■ **Stored data**:
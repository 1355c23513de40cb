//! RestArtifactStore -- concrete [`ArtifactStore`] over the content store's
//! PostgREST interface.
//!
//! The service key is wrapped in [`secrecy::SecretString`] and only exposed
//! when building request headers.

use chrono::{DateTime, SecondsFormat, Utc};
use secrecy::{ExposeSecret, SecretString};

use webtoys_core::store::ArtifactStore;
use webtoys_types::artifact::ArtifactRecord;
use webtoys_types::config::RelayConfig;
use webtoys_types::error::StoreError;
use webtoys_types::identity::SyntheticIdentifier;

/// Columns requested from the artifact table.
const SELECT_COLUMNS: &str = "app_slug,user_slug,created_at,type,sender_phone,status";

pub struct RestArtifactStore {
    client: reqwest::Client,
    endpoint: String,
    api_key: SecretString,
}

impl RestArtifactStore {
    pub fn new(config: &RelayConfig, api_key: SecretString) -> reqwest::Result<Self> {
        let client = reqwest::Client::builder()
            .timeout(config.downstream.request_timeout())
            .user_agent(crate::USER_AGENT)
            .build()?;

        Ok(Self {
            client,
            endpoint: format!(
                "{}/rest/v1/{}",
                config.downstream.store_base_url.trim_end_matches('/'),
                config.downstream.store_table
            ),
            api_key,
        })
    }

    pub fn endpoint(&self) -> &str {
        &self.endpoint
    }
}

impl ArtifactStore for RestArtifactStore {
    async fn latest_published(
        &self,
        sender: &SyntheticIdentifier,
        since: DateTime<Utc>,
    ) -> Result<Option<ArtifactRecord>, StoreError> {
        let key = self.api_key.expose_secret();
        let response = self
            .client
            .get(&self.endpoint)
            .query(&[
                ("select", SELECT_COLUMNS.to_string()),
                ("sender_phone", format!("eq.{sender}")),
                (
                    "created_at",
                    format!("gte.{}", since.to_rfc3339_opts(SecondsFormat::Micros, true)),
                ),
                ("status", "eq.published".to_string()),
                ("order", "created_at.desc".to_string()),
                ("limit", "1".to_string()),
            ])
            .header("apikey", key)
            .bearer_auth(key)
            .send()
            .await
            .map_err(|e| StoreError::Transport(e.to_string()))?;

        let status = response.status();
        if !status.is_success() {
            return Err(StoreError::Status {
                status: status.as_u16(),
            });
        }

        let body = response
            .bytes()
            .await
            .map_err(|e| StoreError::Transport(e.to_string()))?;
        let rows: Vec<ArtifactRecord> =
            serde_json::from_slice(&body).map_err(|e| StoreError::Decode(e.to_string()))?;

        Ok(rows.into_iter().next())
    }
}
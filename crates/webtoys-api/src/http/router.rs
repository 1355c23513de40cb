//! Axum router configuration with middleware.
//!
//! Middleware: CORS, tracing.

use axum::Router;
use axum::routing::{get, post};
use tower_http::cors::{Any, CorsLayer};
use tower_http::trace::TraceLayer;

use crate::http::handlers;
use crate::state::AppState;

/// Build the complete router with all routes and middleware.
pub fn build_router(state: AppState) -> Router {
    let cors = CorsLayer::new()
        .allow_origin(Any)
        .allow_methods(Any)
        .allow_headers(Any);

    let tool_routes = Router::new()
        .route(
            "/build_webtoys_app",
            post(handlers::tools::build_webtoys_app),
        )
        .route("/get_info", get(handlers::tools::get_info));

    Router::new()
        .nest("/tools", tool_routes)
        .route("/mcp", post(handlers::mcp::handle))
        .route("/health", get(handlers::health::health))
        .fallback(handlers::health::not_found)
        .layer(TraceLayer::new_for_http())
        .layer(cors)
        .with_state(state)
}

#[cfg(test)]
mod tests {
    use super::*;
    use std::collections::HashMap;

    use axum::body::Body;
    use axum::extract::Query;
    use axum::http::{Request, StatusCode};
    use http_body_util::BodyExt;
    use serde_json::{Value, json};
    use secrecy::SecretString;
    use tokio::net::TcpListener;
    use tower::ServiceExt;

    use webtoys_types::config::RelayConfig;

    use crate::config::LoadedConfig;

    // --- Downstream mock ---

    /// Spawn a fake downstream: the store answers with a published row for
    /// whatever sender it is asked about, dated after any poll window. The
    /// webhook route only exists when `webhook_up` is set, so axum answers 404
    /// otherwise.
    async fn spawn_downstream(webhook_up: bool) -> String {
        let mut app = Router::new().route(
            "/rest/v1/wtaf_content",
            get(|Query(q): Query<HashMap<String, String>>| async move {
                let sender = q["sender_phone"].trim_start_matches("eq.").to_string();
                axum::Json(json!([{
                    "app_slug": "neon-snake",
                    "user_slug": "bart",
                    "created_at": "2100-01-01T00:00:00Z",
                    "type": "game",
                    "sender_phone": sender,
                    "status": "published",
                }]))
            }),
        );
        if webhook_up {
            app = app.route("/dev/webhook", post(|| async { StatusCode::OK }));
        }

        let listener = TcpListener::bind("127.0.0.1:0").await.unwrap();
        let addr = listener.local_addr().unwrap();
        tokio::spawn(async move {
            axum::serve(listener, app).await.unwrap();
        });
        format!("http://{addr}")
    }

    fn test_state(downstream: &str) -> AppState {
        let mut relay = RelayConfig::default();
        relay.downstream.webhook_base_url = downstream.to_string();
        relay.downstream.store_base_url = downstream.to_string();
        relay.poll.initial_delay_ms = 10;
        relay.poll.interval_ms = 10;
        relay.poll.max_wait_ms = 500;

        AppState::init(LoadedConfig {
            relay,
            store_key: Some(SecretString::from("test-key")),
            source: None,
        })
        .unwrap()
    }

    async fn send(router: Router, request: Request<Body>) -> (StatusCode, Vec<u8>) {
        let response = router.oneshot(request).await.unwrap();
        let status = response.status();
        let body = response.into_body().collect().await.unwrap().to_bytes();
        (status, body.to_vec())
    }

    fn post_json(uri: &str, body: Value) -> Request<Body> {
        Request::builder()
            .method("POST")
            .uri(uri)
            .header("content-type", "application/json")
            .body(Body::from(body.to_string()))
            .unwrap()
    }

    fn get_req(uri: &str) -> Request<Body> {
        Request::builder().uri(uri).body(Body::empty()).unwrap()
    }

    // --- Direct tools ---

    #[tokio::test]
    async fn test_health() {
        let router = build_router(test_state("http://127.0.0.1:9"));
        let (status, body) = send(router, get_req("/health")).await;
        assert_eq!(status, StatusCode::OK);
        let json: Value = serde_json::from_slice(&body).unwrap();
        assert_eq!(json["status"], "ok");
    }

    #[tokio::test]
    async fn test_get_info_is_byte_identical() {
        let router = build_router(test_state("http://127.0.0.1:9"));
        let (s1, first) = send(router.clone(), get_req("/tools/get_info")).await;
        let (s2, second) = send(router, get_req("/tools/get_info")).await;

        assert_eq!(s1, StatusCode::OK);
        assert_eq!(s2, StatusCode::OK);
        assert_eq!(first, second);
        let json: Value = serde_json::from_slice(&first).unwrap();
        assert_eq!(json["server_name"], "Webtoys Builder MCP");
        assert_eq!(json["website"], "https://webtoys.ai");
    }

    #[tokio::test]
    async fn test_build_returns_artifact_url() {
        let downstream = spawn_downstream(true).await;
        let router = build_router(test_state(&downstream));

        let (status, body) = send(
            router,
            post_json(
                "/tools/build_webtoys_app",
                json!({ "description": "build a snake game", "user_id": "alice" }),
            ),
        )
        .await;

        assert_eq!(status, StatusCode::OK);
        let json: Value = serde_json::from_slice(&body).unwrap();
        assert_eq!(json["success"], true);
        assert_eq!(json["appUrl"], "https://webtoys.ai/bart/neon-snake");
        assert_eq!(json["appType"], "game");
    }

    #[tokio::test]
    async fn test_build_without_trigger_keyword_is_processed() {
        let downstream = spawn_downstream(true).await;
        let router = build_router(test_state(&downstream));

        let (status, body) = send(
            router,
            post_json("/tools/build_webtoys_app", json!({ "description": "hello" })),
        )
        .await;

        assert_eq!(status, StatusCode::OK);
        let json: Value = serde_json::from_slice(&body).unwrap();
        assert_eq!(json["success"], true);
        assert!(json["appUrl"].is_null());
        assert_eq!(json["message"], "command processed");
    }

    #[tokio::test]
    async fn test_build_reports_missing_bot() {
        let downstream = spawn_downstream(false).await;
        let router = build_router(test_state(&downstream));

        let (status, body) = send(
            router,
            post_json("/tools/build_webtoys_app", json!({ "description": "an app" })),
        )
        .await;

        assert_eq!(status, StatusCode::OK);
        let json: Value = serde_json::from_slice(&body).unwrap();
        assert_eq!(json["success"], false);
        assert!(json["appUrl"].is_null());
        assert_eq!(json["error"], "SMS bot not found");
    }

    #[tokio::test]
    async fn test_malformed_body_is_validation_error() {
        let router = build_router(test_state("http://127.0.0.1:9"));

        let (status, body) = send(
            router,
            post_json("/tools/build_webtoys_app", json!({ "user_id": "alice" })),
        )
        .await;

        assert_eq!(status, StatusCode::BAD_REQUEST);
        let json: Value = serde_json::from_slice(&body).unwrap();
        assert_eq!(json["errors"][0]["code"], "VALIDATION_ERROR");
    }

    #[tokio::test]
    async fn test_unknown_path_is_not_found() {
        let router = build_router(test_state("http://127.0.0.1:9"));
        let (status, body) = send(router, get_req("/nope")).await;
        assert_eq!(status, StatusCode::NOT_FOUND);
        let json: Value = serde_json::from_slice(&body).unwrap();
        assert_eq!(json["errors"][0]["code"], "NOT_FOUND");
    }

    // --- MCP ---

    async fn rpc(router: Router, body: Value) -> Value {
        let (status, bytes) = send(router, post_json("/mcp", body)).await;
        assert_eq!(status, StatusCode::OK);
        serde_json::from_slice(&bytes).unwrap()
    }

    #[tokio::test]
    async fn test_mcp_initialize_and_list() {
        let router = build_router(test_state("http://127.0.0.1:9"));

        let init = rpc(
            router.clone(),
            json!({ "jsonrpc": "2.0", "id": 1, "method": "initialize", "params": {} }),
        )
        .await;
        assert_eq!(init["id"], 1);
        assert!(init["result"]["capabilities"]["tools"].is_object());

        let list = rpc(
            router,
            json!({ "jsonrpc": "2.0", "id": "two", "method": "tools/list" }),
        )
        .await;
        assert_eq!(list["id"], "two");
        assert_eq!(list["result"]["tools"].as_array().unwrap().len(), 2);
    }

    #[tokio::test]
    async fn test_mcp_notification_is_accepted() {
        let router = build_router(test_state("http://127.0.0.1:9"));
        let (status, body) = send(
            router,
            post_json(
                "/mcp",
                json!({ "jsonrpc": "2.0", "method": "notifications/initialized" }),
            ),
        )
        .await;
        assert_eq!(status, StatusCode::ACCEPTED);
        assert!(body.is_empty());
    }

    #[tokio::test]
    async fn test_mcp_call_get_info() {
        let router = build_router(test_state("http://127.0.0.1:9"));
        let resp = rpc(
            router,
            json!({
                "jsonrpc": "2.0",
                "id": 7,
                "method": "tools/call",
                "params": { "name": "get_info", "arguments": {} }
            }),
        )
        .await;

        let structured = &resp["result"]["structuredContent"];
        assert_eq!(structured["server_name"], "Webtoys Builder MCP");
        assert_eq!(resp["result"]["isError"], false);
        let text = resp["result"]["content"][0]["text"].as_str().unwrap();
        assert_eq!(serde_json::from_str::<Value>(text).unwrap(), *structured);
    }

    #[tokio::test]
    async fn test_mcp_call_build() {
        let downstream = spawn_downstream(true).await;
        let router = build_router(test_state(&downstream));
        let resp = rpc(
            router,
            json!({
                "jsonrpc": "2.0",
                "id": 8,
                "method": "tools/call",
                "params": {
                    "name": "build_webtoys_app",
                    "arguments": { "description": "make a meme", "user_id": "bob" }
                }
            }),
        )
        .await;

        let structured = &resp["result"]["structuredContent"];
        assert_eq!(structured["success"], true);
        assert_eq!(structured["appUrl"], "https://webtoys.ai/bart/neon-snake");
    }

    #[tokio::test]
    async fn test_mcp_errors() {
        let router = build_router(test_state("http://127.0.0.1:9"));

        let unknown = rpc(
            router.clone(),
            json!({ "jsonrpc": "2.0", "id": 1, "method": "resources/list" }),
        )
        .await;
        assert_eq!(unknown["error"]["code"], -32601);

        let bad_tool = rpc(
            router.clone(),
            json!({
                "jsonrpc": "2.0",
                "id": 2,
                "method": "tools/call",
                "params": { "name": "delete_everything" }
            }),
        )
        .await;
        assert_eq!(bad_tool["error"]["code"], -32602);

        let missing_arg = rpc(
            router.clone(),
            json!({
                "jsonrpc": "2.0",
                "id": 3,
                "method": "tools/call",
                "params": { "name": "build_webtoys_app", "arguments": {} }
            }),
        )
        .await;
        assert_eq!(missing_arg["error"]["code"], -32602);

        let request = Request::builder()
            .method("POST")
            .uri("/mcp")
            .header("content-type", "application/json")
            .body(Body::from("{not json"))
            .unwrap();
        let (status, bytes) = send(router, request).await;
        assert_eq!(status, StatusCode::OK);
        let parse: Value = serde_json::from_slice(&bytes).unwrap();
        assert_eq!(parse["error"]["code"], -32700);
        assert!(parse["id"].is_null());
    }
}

■ **EXERCISE BRIEF**: What you should output is every line of the records above, from the first through the line containing "pub fn new(config: &RelayConfig, api_key: SecretString)", unchanged.

■ **PROBLEM SOLUTION**:
repository 1355c23513de40cb
//! RestArtifactStore -- concrete [`ArtifactStore`] over the content store's
//! PostgREST interface.
//!
//! The service key is wrapped in [`secrecy::SecretString`] and only exposed
//! when building request headers.

use chrono::{DateTime, SecondsFormat, Utc};
use secrecy::{ExposeSecret, SecretString};

use webtoys_core::store::ArtifactStore;
use webtoys_types::artifact::ArtifactRecord;
use webtoys_types::config::RelayConfig;
use webtoys_types::error::StoreError;
use webtoys_types::identity::SyntheticIdentifier;

/// Columns requested from the artifact table.
const SELECT_COLUMNS: &str = "app_slug,user_slug,created_at,type,sender_phone,status";

pub struct RestArtifactStore {
    client: reqwest::Client,
    endpoint: String,
    api_key: SecretString,
}

impl RestArtifactStore {
    pub fn new(config: &RelayConfig, api_key: SecretString) -> reqwest::Result<Self> {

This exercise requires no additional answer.